__WORK TO COMPLETE__.
Check each line of the records below and collect those that include the word "struct".

__DATA LISTING__.
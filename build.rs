use std::process::Command;

fn main() {
    let build_date = chrono::Utc::now().format("%Y-%m-%d").to_string();
    println!("cargo:rustc-env=BUILD_DATE={build_date}");

    let git_hash = Command::new("git")
        .args(["rev-parse", "--short", "HEAD"])
        .output()
        .ok()
        .filter(|output| output.status.success())
        .map(|output| String::from_utf8_lossy(&output.stdout).trim().to_string())
        .unwrap_or_else(|| "unknown".to_string());
    println!("cargo:rustc-env=GIT_HASH={git_hash}");

    println!("cargo:rerun-if-changed=.git/HEAD");
}
//! Run records
//!
//! A [`RunRecord`] is returned for every run, whatever the outcome. It keeps
//! the step-by-step trace, the engine state path, every recovery exchange
//! and the terminal reason.

use action_primitives::{ActionFailure, ActionKind, ExecutionResult, FailureReason};
use chrono::{DateTime, Utc};
use serde::{Deserialize, Serialize};
use serde_json::Value;
use std::collections::BTreeMap;
use std::fmt;
use uiscript_core_types::RunId;

use crate::state::{EngineState, StateTransition};

/// Where an executed step came from
#[derive(Debug, Clone, Copy, PartialEq, Eq, Serialize, Deserialize)]
#[serde(tag = "kind", rename_all = "snake_case")]
pub enum StepOrigin {
    /// Declared in the script being run
    Script,
    /// Part of the corrective script returned by negotiation `negotiation`
    Corrective { negotiation: u32 },
}

/// What happened to a step
#[derive(Debug, Clone, Serialize, Deserialize)]
#[serde(untagged)]
pub enum StepResult {
    /// The action reached the executor
    Executed(ExecutionResult),
    /// The step could not be built from its parameters; nothing was executed
    Invalid { invalid: String },
}

impl StepResult {
    pub fn is_success(&self) -> bool {
        matches!(self, StepResult::Executed(result) if result.is_success())
    }

    pub fn as_failure(&self) -> Option<&ActionFailure> {
        match self {
            StepResult::Executed(result) => result.as_failure(),
            StepResult::Invalid { .. } => None,
        }
    }

    pub fn executed(&self) -> Option<&ExecutionResult> {
        match self {
            StepResult::Executed(result) => Some(result),
            StepResult::Invalid { .. } => None,
        }
    }
}

/// Outcome of one step
#[derive(Debug, Clone, Serialize, Deserialize)]
pub struct StepRecord {
    /// Position in the script the step belongs to
    pub index: usize,
    #[serde(default, skip_serializing_if = "Option::is_none")]
    pub step_id: Option<String>,
    pub action: ActionKind,
    /// Selector after variable substitution
    #[serde(default, skip_serializing_if = "Option::is_none")]
    pub selector: Option<String>,
    pub origin: StepOrigin,
    pub result: StepResult,
    pub started_at: DateTime<Utc>,
    pub duration_ms: u64,
}

impl StepRecord {
    pub fn is_success(&self) -> bool {
        self.result.is_success()
    }
}

/// Final status label of a run
#[derive(Debug, Clone, Copy, PartialEq, Eq, Serialize, Deserialize)]
pub enum RunStatus {
    Completed,
    Aborted,
    RecoveredAndCompleted,
    RecoveredAndAborted,
}

impl RunStatus {
    pub fn derive(completed: bool, recovered: bool) -> Self {
        match (completed, recovered) {
            (true, false) => RunStatus::Completed,
            (true, true) => RunStatus::RecoveredAndCompleted,
            (false, false) => RunStatus::Aborted,
            (false, true) => RunStatus::RecoveredAndAborted,
        }
    }

    pub fn is_completed(&self) -> bool {
        matches!(self, RunStatus::Completed | RunStatus::RecoveredAndCompleted)
    }
}

impl fmt::Display for RunStatus {
    fn fmt(&self, f: &mut fmt::Formatter<'_>) -> fmt::Result {
        fmt::Debug::fmt(self, f)
    }
}

/// Why a run ended in `Aborted`
#[derive(Debug, Clone, Copy, PartialEq, Eq, Hash, Serialize, Deserialize)]
pub enum AbortReason {
    NoTarget,
    AmbiguousTarget,
    NotFound,
    Timeout,
    DeviceError,
    AgentUnavailable,
    InvalidRecoveryResponse,
    Cancelled,
    RecursionBoundExceeded,
    /// Agent returned a terminal verdict
    AgentVerdict,
    /// Step could not be built at run time (unbound variable, bad value)
    InvalidStep,
}

impl From<FailureReason> for AbortReason {
    fn from(reason: FailureReason) -> Self {
        match reason {
            FailureReason::NoTarget => AbortReason::NoTarget,
            FailureReason::AmbiguousTarget => AbortReason::AmbiguousTarget,
            FailureReason::NotFound => AbortReason::NotFound,
            FailureReason::Timeout => AbortReason::Timeout,
            FailureReason::DeviceError => AbortReason::DeviceError,
            FailureReason::Cancelled => AbortReason::Cancelled,
        }
    }
}

impl fmt::Display for AbortReason {
    fn fmt(&self, f: &mut fmt::Formatter<'_>) -> fmt::Result {
        fmt::Debug::fmt(self, f)
    }
}

/// Terminal reason of an aborted run
#[derive(Debug, Clone, PartialEq, Eq, Serialize, Deserialize)]
pub struct AbortInfo {
    pub reason: AbortReason,
    pub detail: String,
    /// Script step the engine was positioned at
    #[serde(default, skip_serializing_if = "Option::is_none")]
    pub step: Option<usize>,
}

/// What the recovery handler decided
#[derive(Debug, Clone, PartialEq, Serialize, Deserialize)]
#[serde(tag = "kind", rename_all = "snake_case")]
pub enum AuditDecision {
    Corrective { steps: usize },
    Terminal { reason: AbortReason, detail: String },
}

/// Outcome of a corrective script run
#[derive(Debug, Clone, PartialEq, Serialize, Deserialize)]
pub struct CorrectiveRun {
    pub completed: bool,
    pub transitions: Vec<StateTransition>,
    /// Whether the failed step's selector resolved afterwards
    #[serde(default, skip_serializing_if = "Option::is_none")]
    pub target_resolved: Option<bool>,
}

/// Read-only audit of one recovery negotiation
#[derive(Debug, Clone, Serialize, Deserialize)]
pub struct RecoveryAudit {
    /// Failed script step
    pub step: usize,
    /// Negotiation depth within the failure episode, from 0
    pub depth: u32,
    pub failure_reason: FailureReason,
    /// Request as sent, when one was sent
    #[serde(default, skip_serializing_if = "Option::is_none")]
    pub request: Option<Value>,
    /// Raw response as received, when one was received
    #[serde(default, skip_serializing_if = "Option::is_none")]
    pub response: Option<Value>,
    pub decision: AuditDecision,
    #[serde(default, skip_serializing_if = "Option::is_none")]
    pub corrective: Option<CorrectiveRun>,
    pub duration_ms: u64,
}

impl RecoveryAudit {
    pub fn ran_corrective(&self) -> bool {
        matches!(self.decision, AuditDecision::Corrective { .. })
    }
}

/// Complete trace of one script run
#[derive(Debug, Clone, Serialize, Deserialize)]
pub struct RunRecord {
    pub run_id: RunId,
    pub script: String,
    pub status: RunStatus,
    #[serde(default, skip_serializing_if = "Option::is_none")]
    pub abort: Option<AbortInfo>,
    pub steps: Vec<StepRecord>,
    pub transitions: Vec<StateTransition>,
    #[serde(default, skip_serializing_if = "Vec::is_empty")]
    pub recoveries: Vec<RecoveryAudit>,
    /// Depth of the latest negotiation in the failure episode open at the
    /// end of the run; 0 when the episode is closed
    pub negotiation_depth: u32,
    /// Deepest negotiation held in any episode; never above the bound
    pub max_negotiation_depth: u32,
    pub variables: BTreeMap<String, Value>,
    pub started_at: DateTime<Utc>,
    pub finished_at: DateTime<Utc>,
    pub duration_ms: u64,
}

impl RunRecord {
    pub fn is_completed(&self) -> bool {
        self.status.is_completed()
    }

    /// Whether any corrective script was run
    pub fn recovered(&self) -> bool {
        self.recoveries.iter().any(RecoveryAudit::ran_corrective)
    }

    pub fn abort_reason(&self) -> Option<AbortReason> {
        self.abort.as_ref().map(|abort| abort.reason)
    }

    pub fn final_state(&self) -> EngineState {
        self.transitions
            .last()
            .map(|t| t.to)
            .unwrap_or(EngineState::Pending)
    }

    /// Records of steps declared by the script, in execution order
    pub fn script_steps(&self) -> impl Iterator<Item = &StepRecord> {
        self.steps
            .iter()
            .filter(|record| record.origin == StepOrigin::Script)
    }

    /// Number of negotiations held during the run
    pub fn negotiations(&self) -> usize {
        self.recoveries.len()
    }
}

#[cfg(test)]
mod tests {
    use super::*;

    #[test]
    fn status_labels() {
        assert_eq!(RunStatus::derive(true, false), RunStatus::Completed);
        assert_eq!(RunStatus::derive(true, true), RunStatus::RecoveredAndCompleted);
        assert_eq!(RunStatus::derive(false, false), RunStatus::Aborted);
        assert_eq!(RunStatus::derive(false, true), RunStatus::RecoveredAndAborted);
        assert!(RunStatus::RecoveredAndCompleted.is_completed());
        assert!(!RunStatus::RecoveredAndAborted.is_completed());
    }

    #[test]
    fn failure_reasons_map_to_abort_reasons() {
        assert_eq!(AbortReason::from(FailureReason::NoTarget), AbortReason::NoTarget);
        assert_eq!(AbortReason::from(FailureReason::Cancelled), AbortReason::Cancelled);
        assert_eq!(
            serde_json::to_value(AbortReason::RecursionBoundExceeded).unwrap(),
            serde_json::json!("RecursionBoundExceeded")
        );
    }

    #[test]
    fn step_results_keep_their_wire_shape() {
        let executed = StepResult::Executed(ExecutionResult::success());
        assert_eq!(
            serde_json::to_value(&executed).unwrap(),
            serde_json::json!({"outcome": "success"})
        );
        assert!(executed.is_success());

        let invalid = StepResult::Invalid {
            invalid: "unbound variable 'x'".into(),
        };
        let value = serde_json::to_value(&invalid).unwrap();
        assert_eq!(value, serde_json::json!({"invalid": "unbound variable 'x'"}));
        let back: StepResult = serde_json::from_value(value).unwrap();
        assert!(!back.is_success());
        assert!(back.as_failure().is_none());
        assert!(back.executed().is_none());
    }
}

__ANSWER BELOW__.
pub struct StepRecord {
pub struct AbortInfo {
pub struct CorrectiveRun {
pub struct RecoveryAudit {
pub struct RunRecord {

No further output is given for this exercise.